1. FRESH: annual expense (CU) on fresh products (Continuous);
1. MILK: annual expense (CU) on dairy products (Ongoing);
1. GROCERY: annual expense (CU) on grocery products (Ongoing);
1. FROZEN: annual expenditure (CU) on frozen products (Continuous)
1. DETERGENTS_PAPER: Annual expenditure (CU) on detergents and paper products (Ongoing)
1. DELICATESSEN: annual expense (CU) on delicatessen products (Continuous);
1. CHANNEL: Customer channel - Horeca (Hotel / Restaurant / Café) or Retail channel (Nominal)
1. REGION: Client region - Lisnon, Porto or Others (Nominal)

**More details:**

There are two categorical or nominal variables, "REGION" and "CHANNEL".

REGION Frequency
* Lisbon 77
* Oporto 47
* Other Region 316

CHANNEL Frequency
* Horeca 298
* Retail 142

In [None]:
from IPython.core.display import display, HTML
import pandas as pd
import numpy as np
import seaborn as sns
import matplotlib.pyplot as plt
from sklearn.decomposition import PCA
from scipy.stats import boxcox, probplot, norm, shapiro
from sklearn.preprocessing import PowerTransformer, MinMaxScaler
from sklearn.cluster import KMeans
import os
import warnings
warnings.filterwarnings('ignore')

In [None]:
#Main function for plot. Usefull for other case of clustering.

def comprueba_normalidad(df, return_type='axes', title='Comprobación de normalidad'):
    '''
    '''
    fig_tot = (len(df.columns))
    fig_por_fila = 3.
    tamanio_fig = 4.
    num_filas = int( np.ceil(fig_tot/fig_por_fila) )    
    plt.figure( figsize=( fig_por_fila*tamanio_fig+5, num_filas*tamanio_fig+2 ) )
    c = 0 
    shapiro_test = {}
    lambdas = {}
    for i, col in enumerate(df.columns):
        ax = plt.subplot(num_filas, fig_por_fila, i+1)
        probplot(x = df[df.columns[i]], dist=norm, plot=ax)
        plt.title(df.columns[i])
        shapiro_test[df.columns[i]] = shapiro(df[df.columns[i]])
    plt.suptitle(title)
    plt.show()
    shapiro_test = pd.DataFrame(shapiro_test, index=['Test Statistic', 'p-value']).transpose()
    return shapiro_test

<h1><center> First Step </center></h1>

In [None]:
os.listdir()

In [None]:
XY = pd.read_csv('../input/uci-wholesale-customers-data/Wholesale customers data.csv')

In [None]:
XY.head(2)

In [None]:
XY.describe()

In [None]:
XY.info()

In [None]:
XY.isnull().sum()

In [None]:
# Mapeo los datos
XY['Channel'] = XY['Channel'].map({1:'Horeca', 2:'Retail'})
XY['Region'] = XY['Region'].map({3:'Other Region', 2:'Oporto', 1: 'Lisboa'})

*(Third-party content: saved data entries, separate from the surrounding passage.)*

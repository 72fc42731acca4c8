// Redakt - Czech legal document PII redaction
// Copyright (c) 2025 Redakt Contributors
// Licensed under the MIT License

use clap::Parser;
use redakt::cli::{Cli, Commands};
use redakt::config::{load_config_or_default, LoggingConfig};
use redakt::logging::init_logging;
use std::process;
use tokio::sync::watch;

#[tokio::main]
async fn main() {
    // Load environment variables from .env file if present
    let _ = dotenvy::dotenv();

    let cli = Cli::parse();

    // Logging settings come from the configuration when it loads; commands
    // report configuration errors themselves with exit code 2
    let (config_level, logging_config) = match load_config_or_default(cli.config.as_deref()) {
        Ok(config) => (config.application.log_level, config.logging),
        Err(_) => ("info".to_string(), LoggingConfig::default()),
    };
    let log_level = cli.log_level.clone().unwrap_or(config_level);

    let guard = match init_logging(&log_level, &logging_config) {
        Ok(guard) => guard,
        Err(e) => {
            eprintln!("Failed to initialize logging: {e}");
            process::exit(5);
        }
    };

    tracing::info!(
        version = env!("CARGO_PKG_VERSION"),
        "Redakt - Czech legal document PII redaction"
    );

    let (shutdown_tx, shutdown_rx) = watch::channel(false);

    tokio::spawn(async move {
        #[cfg(unix)]
        {
            use tokio::signal::unix::{signal, SignalKind};

            let mut sigterm = match signal(SignalKind::terminate()) {
                Ok(sigterm) => sigterm,
                Err(e) => {
                    tracing::warn!(error = %e, "Failed to install SIGTERM handler");
                    if tokio::signal::ctrl_c().await.is_ok() {
                        tracing::info!("Received SIGINT (Ctrl+C), initiating graceful shutdown...");
                        eprintln!("\n⚠️  Shutdown signal received, finishing in-flight documents...");
                        let _ = shutdown_tx.send(true);
                    }
                    return;
                }
            };

            tokio::select! {
                _ = tokio::signal::ctrl_c() => {
                    tracing::info!("Received SIGINT (Ctrl+C), initiating graceful shutdown...");
                }
                _ = sigterm.recv() => {
                    tracing::info!("Received SIGTERM, initiating graceful shutdown...");
                }
            }
            eprintln!("\n⚠️  Shutdown signal received, finishing in-flight documents...");
            let _ = shutdown_tx.send(true);
        }

        #[cfg(not(unix))]
        {
            if let Err(e) = tokio::signal::ctrl_c().await {
                tracing::error!(error = %e, "Failed to listen for Ctrl+C");
            } else {
                tracing::info!("Received SIGINT (Ctrl+C), initiating graceful shutdown...");
                eprintln!("\n⚠️  Shutdown signal received, finishing in-flight documents...");
                let _ = shutdown_tx.send(true);
            }
        }
    });

    let exit_code = match execute_command(&cli, shutdown_rx).await {
        Ok(code) => code,
        Err(e) => {
            tracing::error!(error = %e, "Command execution failed");
            eprintln!("Error: {e:#}");
            5
        }
    };

    // flush file logs before exiting
    drop(guard);
    process::exit(exit_code);
}

/// Execute the CLI command
async fn execute_command(cli: &Cli, shutdown_signal: watch::Receiver<bool>) -> anyhow::Result<i32> {
    let config_path = cli.config.as_deref();
    match &cli.command {
        Commands::Anonymize(args) => args.execute(config_path, shutdown_signal).await,
        Commands::Verify(args) => args.execute(config_path).await,
        Commands::ValidateConfig(args) => args.execute(config_path).await,
        Commands::Init(args) => args.execute().await,
    }
}
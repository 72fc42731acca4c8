//! Declension-aware person identities
//!
//! Every person mention is reduced to a nominative [`PersonName`]. Mentions
//! that inflect the same name (`Jan Novák`, `Jana Nováka`, `Janu Novákovi`)
//! share an identity key and therefore a tag.

use super::declension::{
    first_name_readings, first_name_variants, infer_surname_nominative, surname_gender,
    surname_variants,
};
use super::dictionary::{fold, Gender, NameDictionary};
use crate::anonymization::models::PersonMention;
use std::collections::HashMap;
use std::sync::Arc;

/// Nominative name of one person
#[derive(Debug, Clone, PartialEq, Eq)]
pub struct PersonName {
    pub first: Option<String>,
    pub last: Option<String>,
    pub gender: Gender,
}

impl PersonName {
    pub fn full(first: impl Into<String>, last: impl Into<String>, gender: Gender) -> Self {
        Self {
            first: Some(first.into()),
            last: Some(last.into()),
            gender,
        }
    }

    /// Identity key: folded first and last nominative
    pub fn key(&self) -> String {
        format!(
            "{}|{}",
            self.first.as_deref().map(fold).unwrap_or_default(),
            self.last.as_deref().map(fold).unwrap_or_default()
        )
    }

    pub fn is_full(&self) -> bool {
        self.first.is_some() && self.last.is_some()
    }

    /// Value shown in the map
    pub fn display(&self) -> String {
        match (&self.first, &self.last) {
            (Some(first), Some(last)) => format!("{first} {last}"),
            (Some(name), None) | (None, Some(name)) => name.clone(),
            (None, None) => String::new(),
        }
    }

    /// Inflected surface forms of the whole name
    pub fn surface_variants(&self) -> Vec<String> {
        match (&self.first, &self.last) {
            (Some(first), Some(last)) => {
                let firsts = first_name_variants(first, self.gender);
                let lasts = surname_variants(last);
                firsts
                    .iter()
                    .flat_map(|f| lasts.iter().map(move |l| format!("{f} {l}")))
                    .collect()
            }
            (Some(first), None) => first_name_variants(first, self.gender),
            (None, Some(last)) => surname_variants(last),
            (None, None) => Vec::new(),
        }
    }
}

/// Result of canonicalizing the person mentions of one document
#[derive(Debug, Clone, Default)]
pub struct PersonResolution {
    /// Distinct identities, full names first
    pub names: Vec<PersonName>,
    /// Identity index for each input mention
    pub assignment: Vec<usize>,
}

/// Maps person mentions to identities
pub struct PersonCanonicalizer {
    dictionary: Arc<NameDictionary>,
}

impl PersonCanonicalizer {
    pub fn new(dictionary: Arc<NameDictionary>) -> Self {
        Self { dictionary }
    }

    /// Nominative name for an observed `first last` pair.
    ///
    /// Each dictionary reading of the given name is scored by its own
    /// reading score, gender agreement with the inferred surname and whether
    /// it reproduces an identity in `known`.
    pub fn canonical_full(&self, first: &str, last: &str, known: &[PersonName]) -> PersonName {
        let inferred_last = infer_surname_nominative(last);
        let last_gender = surname_gender(&inferred_last);

        let mut best: Option<(u32, PersonName)> = None;
        for reading in first_name_readings(first, &self.dictionary) {
            let first_is_nominative = fold(&reading.nominative) == fold(first);
            // a nominative masculine given name keeps an `-a` surname as written (Jan Kolda)
            let candidate_last = if first_is_nominative
                && reading.gender != Gender::Female
                && last.ends_with('a')
            {
                last.to_string()
            } else {
                inferred_last.clone()
            };

            let gender = match reading.gender {
                Gender::Unisex => last_gender,
                g => g,
            };
            let candidate = PersonName::full(reading.nominative, candidate_last, gender);

            let mut score = u32::from(reading.score);
            score += match (reading.gender, last_gender) {
                (a, b) if a == b => 2,
                (Gender::Unisex, _) | (_, Gender::Unisex) => 1,
                _ => 0,
            };
            if known.iter().any(|k| k.key() == candidate.key()) {
                score += 3;
            }

            if best.as_ref().map_or(true, |(s, _)| score > *s) {
                best = Some((score, candidate));
            }
        }

        best.map(|(_, name)| name).unwrap_or_else(|| {
            PersonName::full(first.trim(), inferred_last.clone(), last_gender)
        })
    }

    /// Assign every mention to an identity.
    ///
    /// Full mentions are interned first so that partial mentions can merge
    /// into a full identity regardless of where it appears in the document.
    pub fn canonicalize(&self, mentions: &[PersonMention]) -> PersonResolution {
        let mut resolution = PersonResolution {
            names: Vec::new(),
            assignment: vec![0; mentions.len()],
        };
        let mut index: HashMap<String, usize> = HashMap::new();

        let mut intern = |names: &mut Vec<PersonName>, name: PersonName| -> usize {
            *index.entry(name.key()).or_insert_with(|| {
                names.push(name);
                names.len() - 1
            })
        };

        for (i, mention) in mentions.iter().enumerate() {
            if let PersonMention::Full { first, last } = mention {
                let name = self.canonical_full(first, last, &resolution.names);
                resolution.assignment[i] = intern(&mut resolution.names, name);
            }
        }

        let full_count = resolution.names.len();
        for (i, mention) in mentions.iter().enumerate() {
            let id = match mention {
                PersonMention::Full { .. } => continue,
                PersonMention::FirstOnly(observed) => {
                    let readings = first_name_readings(observed, &self.dictionary);
                    let matches: Vec<usize> = (0..full_count)
                        .filter(|&id| {
                            resolution.names[id].first.as_deref().is_some_and(|f| {
                                readings.iter().any(|r| fold(&r.nominative) == fold(f))
                            })
                        })
                        .collect();
                    match matches.as_slice() {
                        [only] => *only,
                        _ => {
                            let (nominative, gender) = readings
                                .first()
                                .map(|r| (r.nominative.clone(), r.gender))
                                .unwrap_or_else(|| (observed.clone(), Gender::Unisex));
                            intern(
                                &mut resolution.names,
                                PersonName {
                                    first: Some(nominative),
                                    last: None,
                                    gender,
                                },
                            )
                        }
                    }
                }
                PersonMention::SurnameOnly(observed) => {
                    let nominative = infer_surname_nominative(observed);
                    let folded_observed = fold(observed);
                    let matches: Vec<usize> = (0..full_count)
                        .filter(|&id| {
                            resolution.names[id].last.as_deref().is_some_and(|l| {
                                fold(l) == fold(&nominative)
                                    || surname_variants(l).iter().any(|v| fold(v) == folded_observed)
                            })
                        })
                        .collect();
                    match matches.as_slice() {
                        [only] => *only,
                        _ => {
                            let gender = surname_gender(&nominative);
                            intern(
                                &mut resolution.names,
                                PersonName {
                                    first: None,
                                    last: Some(nominative),
                                    gender,
                                },
                            )
                        }
                    }
                }
            };
            resolution.assignment[i] = id;
        }

        resolution
    }
}

/// Byte ranges of whole-word occurrences of `needle` in `text`
pub fn find_word_occurrences(text: &str, needle: &str) -> Vec<(usize, usize)> {
    if needle.is_empty() {
        return Vec::new();
    }
    text.match_indices(needle)
        .map(|(start, m)| (start, start + m.len()))
        .filter(|&(start, end)| {
            let before = text[..start].chars().next_back();
            let after = text[end..].chars().next();
            !before.is_some_and(char::is_alphanumeric) && !after.is_some_and(char::is_alphanumeric)
        })
        .collect()
}
//! Entity detection
//!
//! Provides the trait-based detection interface and the rule-driven
//! implementation. Detectors only propose [`CandidateSpan`]s; the resolver
//! decides which of them survive.

pub mod patterns;
pub mod regex;
pub mod validators;

use crate::anonymization::models::CandidateSpan;
use crate::anonymization::tagging::token_ranges;
use anyhow::Result;

/// Trait for detector implementations
pub trait PiiDetector: Send + Sync {
    /// Detector name used in logs
    fn name(&self) -> &str;

    /// Propose candidate spans over `text`
    fn scan(&self, text: &str) -> Result<Vec<CandidateSpan>>;
}

/// Drop candidates that touch an existing `[[TYPE_N]]` token
pub fn discard_token_overlaps(text: &str, candidates: Vec<CandidateSpan>) -> Vec<CandidateSpan> {
    let tokens = token_ranges(text);
    if tokens.is_empty() {
        return candidates;
    }
    candidates
        .into_iter()
        .filter(|c| !tokens.iter().any(|&(s, e)| c.intersects(s, e)))
        .collect()
}
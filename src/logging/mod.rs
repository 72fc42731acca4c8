//! Logging and observability
//!
//! Structured logging through `tracing`:
//! - console output for interactive runs
//! - JSON-formatted rolling log files
//! - configurable log levels
//!
//! Log records carry document ids, tags and counts. Original values never
//! appear in logs.
//!
//! # Example
//!
//! ```no_run
//! use redakt::logging::init_logging;
//! use redakt::config::LoggingConfig;
//!
//! let config = LoggingConfig::default();
//! let _guard = init_logging("info", &config).expect("Failed to initialize logging");
//!
//! tracing::info!("Application started");
//! ```

pub mod structured;

pub use structured::{init_logging, LoggingGuard};

/// Log the start of a document
///
/// # Example
///
/// ```no_run
/// use redakt::log_document_start;
///
/// log_document_start!("smlouva1.txt", 5120);
/// ```
#[macro_export]
macro_rules! log_document_start {
    ($document_id:expr, $bytes:expr) => {
        tracing::info!(
            document = %$document_id,
            bytes = $bytes,
            "Processing document"
        );
    };
}

/// Log the completion of a document
///
/// # Example
///
/// ```no_run
/// use redakt::log_document_complete;
///
/// log_document_complete!("smlouva1.txt", 12, 31);
/// ```
#[macro_export]
macro_rules! log_document_complete {
    ($document_id:expr, $entities:expr, $duration_ms:expr) => {
        tracing::info!(
            document = %$document_id,
            entities = $entities,
            duration_ms = $duration_ms,
            "Document redacted"
        );
    };
}

/// Log the outcome of one pipeline stage
///
/// # Example
///
/// ```no_run
/// use redakt::log_stage;
///
/// log_stage!("smlouva1.txt", "RESOLVED", 40);
/// ```
#[macro_export]
macro_rules! log_stage {
    ($document_id:expr, $stage:expr, $count:expr) => {
        tracing::debug!(
            document = %$document_id,
            stage = %$stage,
            count = $count,
            "Stage complete"
        );
    };
}

/// Log an error with context
///
/// # Example
///
/// ```no_run
/// use redakt::log_error_with_context;
/// use redakt::domain::RedaktError;
///
/// let error = RedaktError::Configuration("Invalid config".to_string());
/// log_error_with_context!(&error, "Failed to load configuration");
/// ```
#[macro_export]
macro_rules! log_error_with_context {
    ($error:expr, $context:expr) => {
        tracing::error!(
            error = %$error,
            context = $context,
            "Error occurred"
        );
    };
}

/// Log batch progress
///
/// # Example
///
/// ```no_run
/// use redakt::log_batch_progress;
///
/// log_batch_progress!(3, 10);
/// ```
#[macro_export]
macro_rules! log_batch_progress {
    ($current:expr, $total:expr) => {
        tracing::debug!(
            current = $current,
            total = $total,
            progress_pct = ($current as f64 / ($total as f64).max(1.0) * 100.0),
            "Batch progress"
        );
    };
}

#[cfg(test)]
mod tests {
    use crate::domain::RedaktError;

    #[test]
    fn test_macros_expand_without_subscriber() {
        let error = RedaktError::Io("disk full".into());
        log_document_start!("doc.txt", 10);
        log_stage!("doc.txt", "SCANNED", 3);
        log_document_complete!("doc.txt", 2, 5u64);
        log_error_with_context!(&error, "writing output");
        log_batch_progress!(1, 0);
    }
}
/// Institution, legal-form and product words that never form a name
const CRITICAL_BLACKLIST: &[&str] = &[
    "sro", "spol", "ltd", "inc", "corp", "gmbh", "llc", "czech", "republic", "gymnazium",
    "university", "univerzita", "fakulta", "klinika", "nemocnice", "centrum", "ustav",
    "institute", "akademie", "windows", "linux", "office", "reditel", "reditelka", "jednatel",
    "jednatelka", "manager", "director", "chief", "officer", "vysetrovatel", "lekar", "doktor",
    "sestra", "spolecnost", "banka", "sporitelna", "komercni", "credit", "bank", "pojistovna",
];

/// Capitalized document vocabulary: headings, labels, places, months
const IGNORE_WORDS: &[&str] = &[
    "misto", "datum", "castku", "bytem", "sidlo", "adresa", "cislo", "kontakt", "telefon",
    "email", "rodne", "narozena", "narozen", "smlouva", "smlouvy", "dohoda", "stare", "mesto",
    "nove", "mala", "strana", "strany", "vaclavske", "namesti", "hlavni", "nadrazi", "ceska",
    "cesky", "ceske", "praha", "prahy", "praze", "brno", "brna", "brne", "ostrava", "plzen",
    "olomouc", "liberec", "kupni", "pracovni", "najemni", "darovaci", "prodavajici",
    "kupujici", "pronajimatel", "najemce", "zamestnavatel", "zamestnanec", "objednatel",
    "zhotovitel", "dluznik", "veritel", "clanek", "odstavec", "priloha", "predmet", "cena",
    "podpis", "dne", "pan", "pani", "ulice", "okres", "kraj", "soud", "policie", "urad",
    "financni", "statni", "republika", "evropska", "unie", "leden", "unor", "brezen", "duben",
    "kveten", "cerven", "cervenec", "srpen", "zari", "rijen", "listopad", "prosinec", "ledna",
    "unora", "brezna", "dubna", "kvetna", "cervna", "cervence", "srpna", "rijna", "listopadu",
    "prosince", "pondeli", "utery", "streda", "ctvrtek", "patek", "sobota", "nedele", "heslo",
    "login", "uzivatel", "ucet", "iban", "karta", "platnost", "poznamka", "vec", "prilohy",
];

/// Role nouns that precede or stand in for names
const ROLE_WORDS: &[&str] = &[
    "predseda", "predsedkyne", "mistopredseda", "clen", "clenka", "svedek", "svedkyne",
    "advokat", "advokatka", "notar", "notarka", "soudce", "soudkyne", "zastupce",
    "zastupkyne", "vedouci", "prokurista", "spravce", "likvidator", "insolvencni", "tajemnik",
    "tajemnice", "referent", "referentka", "asistent", "asistentka", "obchodni", "technicky",
    "personalni",
];

fn word_regex() -> &'static Regex {
    static RE: OnceLock<Regex> = OnceLock::new();
    RE.get_or_init(|| Regex::new(r"\p{L}+(?:-\p{L}+)*").expect("word pattern is valid"))
}

fn titled_regex() -> &'static Regex {
    static RE: OnceLock<Regex> = OnceLock::new();
    RE.get_or_init(|| {
        Regex::new(
            r"\b(?:Ing|Mgr|Bc|MUDr|JUDr|PhDr|RNDr|MVDr|PharmDr|PaedDr|ThDr|Prof|prof|Doc|doc)\.(?:\s*(?:Ing|Mgr|Bc|MUDr|JUDr|PhDr|RNDr|Prof|prof|Doc|doc)\.)*\s*(\p{Lu}\p{Ll}+)(?:[ \t]+(\p{Lu}\p{Ll}+(?:-\p{Lu}\p{Ll}+)?))?",
        )
        .expect("title pattern is valid")
    })
}

fn honorific_regex() -> &'static Regex {
    static RE: OnceLock<Regex> = OnceLock::new();
    RE.get_or_init(|| {
        Regex::new(
            r"\b(?:[Pp]an(?:a|u|e|em|í)?|[Ss]lečn(?:a|y|ě|u|ou))[ \t]+(\p{Lu}\p{Ll}+)(?:[ \t]+(\p{Lu}\p{Ll}+(?:-\p{Lu}\p{Ll}+)?))?",
        )
        .expect("honorific pattern is valid")
    })
}

fn maiden_regex() -> &'static Regex {
    static RE: OnceLock<Regex> = OnceLock::new();
    RE.get_or_init(|| {
        Regex::new(r"\((?:rozená|rozenou|roz\.|dříve|dřív|původně)\s+(\p{Lu}\p{Ll}+(?:-\p{Lu}\p{Ll}+)?)\)")
            .expect("maiden-name pattern is valid")
    })
}

fn legal_form_regex() -> &'static Regex {
    static RE: OnceLock<Regex> = OnceLock::new();
    RE.get_or_init(|| {
        Regex::new(r"(?i)^\s*,?\s*(?:s\.\s?r\.\s?o\.|a\.\s?s\.|spol\.|k\.\s?s\.|v\.\s?o\.\s?s\.|ltd\b\.?|inc\b\.?|gmbh\b)")
            .expect("legal-form pattern is valid")
    })
}

#[derive(Debug, Clone, Copy)]
struct Shape {
    priority: u32,
    contextual: bool,
}

#[derive(Debug, Clone, Copy)]
struct Word<'t> {
    start: usize,
    end: usize,
    text: &'t str,
}

impl Word<'_> {
    fn is_capitalized(&self) -> bool {
        let mut chars = self.text.chars();
        matches!(
            (chars.next(), chars.next()),
            (Some(a), Some(b)) if a.is_uppercase() && b.is_lowercase()
        )
    }
}

/// Detector for person mentions
pub struct PersonRecognizer {
    dictionary: Arc<NameDictionary>,
    heuristic: FirstNameHeuristicConfig,
    blacklist: HashSet<String>,
    verbs: HashSet<String>,
    stoplist: HashSet<String>,
    titled: Shape,
    honorific: Shape,
    maiden: Shape,
    standalone: Shape,
    full: Shape,
}

impl PersonRecognizer {
    pub fn new(
        dictionary: Arc<NameDictionary>,
        heuristic: FirstNameHeuristicConfig,
        registry: &PatternRegistry,
    ) -> Self {
        let shape = |name: &str, priority: u32, contextual: bool| {
            registry
                .structural(name)
                .map(|s| Shape {
                    priority: s.priority,
                    contextual: s.contextual,
                })
                .unwrap_or(Shape {
                    priority,
                    contextual,
                })
        };

        let blacklist = CRITICAL_BLACKLIST
            .iter()
            .chain(IGNORE_WORDS)
            .chain(ROLE_WORDS)
            .map(|w| w.to_string())
            .collect();
        let verbs = heuristic.verbs.iter().map(|v| fold(v)).collect();
        let stoplist = heuristic
            .stoplist
            .iter()
            .map(|w| fold(w.trim_end_matches('.')))
            .collect();

        Self {
            dictionary,
            blacklist,
            verbs,
            stoplist,
            titled: shape(RULE_TITLED, 80, true),
            honorific: shape(RULE_HONORIFIC, 81, true),
            maiden: shape(RULE_MAIDEN, 82, true),
            standalone: shape(RULE_STANDALONE_FIRST, 83, true),
            full: shape(RULE_FULL, 84, false),
            heuristic,
        }
    }

    pub fn dictionary(&self) -> &NameDictionary {
        &self.dictionary
    }

    fn is_blacklisted(&self, word: &str) -> bool {
        self.blacklist.contains(&fold(word))
    }

    /// Whether `word` reads as a dictionary given name in some case
    fn is_first_name(&self, word: &str) -> bool {
        !self.dictionary.is_empty()
            && first_name_readings(word, &self.dictionary)
                .first()
                .is_some_and(|r| r.score >= 2)
    }

    fn span(
        &self,
        text: &str,
        start: usize,
        end: usize,
        rule: &str,
        shape: Shape,
        confidence: f32,
        mention: PersonMention,
    ) -> CandidateSpan {
        CandidateSpan::new(start, end, EntityType::Person, &text[start..end], shape.priority, rule)
            .with_context(shape.contextual)
            .with_confidence(confidence)
            .with_person(mention)
    }

    /// Mention for one or two name words found after a title or honorific
    fn mention_after_marker(
        &self,
        first: (usize, usize, &str),
        second: Option<(usize, usize, &str)>,
    ) -> Option<(usize, usize, PersonMention)> {
        if self.is_blacklisted(first.2) {
            return None;
        }
        match second.filter(|s| !self.is_blacklisted(s.2)) {
            Some(second) => Some((
                first.0,
                second.1,
                PersonMention::Full {
                    first: first.2.to_string(),
                    last: second.2.to_string(),
                },
            )),
            None if self.is_first_name(first.2) => {
                Some((first.0, first.1, PersonMention::FirstOnly(first.2.to_string())))
            }
            None => Some((first.0, first.1, PersonMention::SurnameOnly(first.2.to_string()))),
        }
    }

    fn scan_marked(
        &self,
        text: &str,
        re: &Regex,
        rule: &str,
        shape: Shape,
        confidence: f32,
        out: &mut Vec<CandidateSpan>,
    ) {
        for caps in re.captures_iter(text) {
            let Some(first) = caps.get(1) else { continue };
            let second = caps.get(2).map(|m| (m.start(), m.end(), m.as_str()));
            let first = (first.start(), first.end(), first.as_str());
            if let Some((start, end, mention)) = self.mention_after_marker(first, second) {
                if legal_form_regex().is_match(&text[end..]) {
                    continue;
                }
                out.push(self.span(text, start, end, rule, shape, confidence, mention));
            }
        }
    }

    fn scan_maiden(&self, text: &str, out: &mut Vec<CandidateSpan>) {
        for caps in maiden_regex().captures_iter(text) {
            let Some(name) = caps.get(1) else { continue };
            if self.is_blacklisted(name.as_str()) {
                continue;
            }
            out.push(self.span(
                text,
                name.start(),
                name.end(),
                RULE_MAIDEN,
                self.maiden,
                0.95,
                PersonMention::SurnameOnly(name.as_str().to_string()),
            ));
        }
    }

    fn scan_full(&self, text: &str, words: &[Word<'_>], out: &mut Vec<CandidateSpan>) {
        if self.dictionary.is_empty() {
            return;
        }
        for pair in words.windows(2) {
            let (first, last) = (pair[0], pair[1]);
            if !first.is_capitalized() || !last.is_capitalized() {
                continue;
            }
            if !same_line_gap(text, first.end, last.start) {
                continue;
            }
            if self.is_blacklisted(first.text) || self.is_blacklisted(last.text) {
                continue;
            }
            if !self.is_first_name(first.text) || last.text.chars().count() < 2 {
                continue;
            }
            if legal_form_regex().is_match(&text[last.end..]) {
                continue;
            }
            out.push(self.span(
                text,
                first.start,
                last.end,
                RULE_FULL,
                self.full,
                0.9,
                PersonMention::Full {
                    first: first.text.to_string(),
                    last: last.text.to_string(),
                },
            ));
        }
    }

    /// Score of a bare given name at `words[i]`
    fn standalone_score(&self, text: &str, words: &[Word<'_>], i: usize) -> f32 {
        let word = words[i];
        if !word.is_capitalized() || self.is_blacklisted(word.text) || !self.is_first_name(word.text) {
            return 0.0;
        }

        let prev = i.checked_sub(1).map(|p| words[p]);
        let next = words.get(i + 1).copied();

        if let Some(p) = prev {
            if p.is_capitalized() && same_line_gap(text, p.end, word.start) {
                return 0.0;
            }
        }
        let near_stopword = [prev, next]
            .into_iter()
            .flatten()
            .any(|w| self.stoplist.contains(&fold(w.text)));
        if near_stopword {
            return 0.0;
        }

        let mut score = DICTIONARY_SCORE;
        if let Some(n) = next {
            if same_line_gap(text, word.end, n.start) && self.verbs.contains(&fold(n.text)) {
                score += VERB_SCORE;
            }
        }
        if at_sentence_start(text, word.start) {
            score += SENTENCE_START_SCORE;
        }
        score
    }

    fn scan_standalone(&self, text: &str, words: &[Word<'_>], out: &mut Vec<CandidateSpan>) {
        if !self.heuristic.enabled || self.dictionary.is_empty() {
            return;
        }
        for i in 0..words.len() {
            let score = self.standalone_score(text, words, i);
            if score > 0.0 && score + f32::EPSILON >= self.heuristic.threshold {
                let word = words[i];
                out.push(self.span(
                    text,
                    word.start,
                    word.end,
                    RULE_STANDALONE_FIRST,
                    self.standalone,
                    score.min(1.0),
                    PersonMention::FirstOnly(word.text.to_string()),
                ));
            }
        }
    }
}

<h1><center> GRAPHICS </center></h1>

I save in a variable ** X_cuants ** only the numeric variables, since I am going to represent them and apply some transformation on them.

In [None]:
XY_cuants = XY[['Fresh','Milk','Grocery','Frozen','Detergents_Paper','Delicassen']].copy()

In [None]:
XY_normalizado = (XY_cuants-XY_cuants.mean())/XY.std()
# This function, let as see a more ordered graph. 
# try not to use it yourself and see how the graph changes 

In [None]:
plt.figure(figsize=(14,6))
ax = sns.boxplot(data=XY_normalizado)
ax.set_xticklabels(ax.get_xticklabels(),rotation=90)
plt.title(u'Representación de cajas de las variables independientes X')
plt.ylabel('Valor de la variable normalizada')
_ = plt.xlabel('Nombre de la variable')

In [None]:
plt.figure(figsize=(14,6))
ax = sns.boxplot(data=XY)
ax.set_xticklabels(ax.get_xticklabels(),rotation=90)
plt.title(u'Representación de cajas de las variables independientes X')
plt.ylabel('Valor de la variable normalizada')
_ = plt.xlabel('Nombre de la variable')
#For this case there are not so much difference. But always its a good idea tried it. 

In [None]:
## Representation of the distributions of the variables using histograms.

In [None]:
plt.figure(figsize=(18,20))
n = 0
for i, column in enumerate(XY_cuants.columns):
    n+=1
    plt.subplot(5, 5, n)
    sns.distplot(XY_cuants[column], bins=30)
    plt.title('Distribución var {}'.format(column))
plt.show()

<h1><center> Representation of the correlation Matrix.

In [None]:
matriz_correlaciones = XY.corr(method='pearson')
n_ticks = len(XY.columns)
plt.figure( figsize=(9, 9) )
plt.xticks(range(n_ticks), XY.columns, rotation='vertical')
plt.yticks(range(n_ticks), XY.columns)
plt.colorbar(plt.imshow(matriz_correlaciones, interpolation='nearest', 
                            vmin=-1., vmax=1., 
                            cmap=plt.get_cmap('Blues')))
_ = plt.title('Matriz de correlaciones de Pearson')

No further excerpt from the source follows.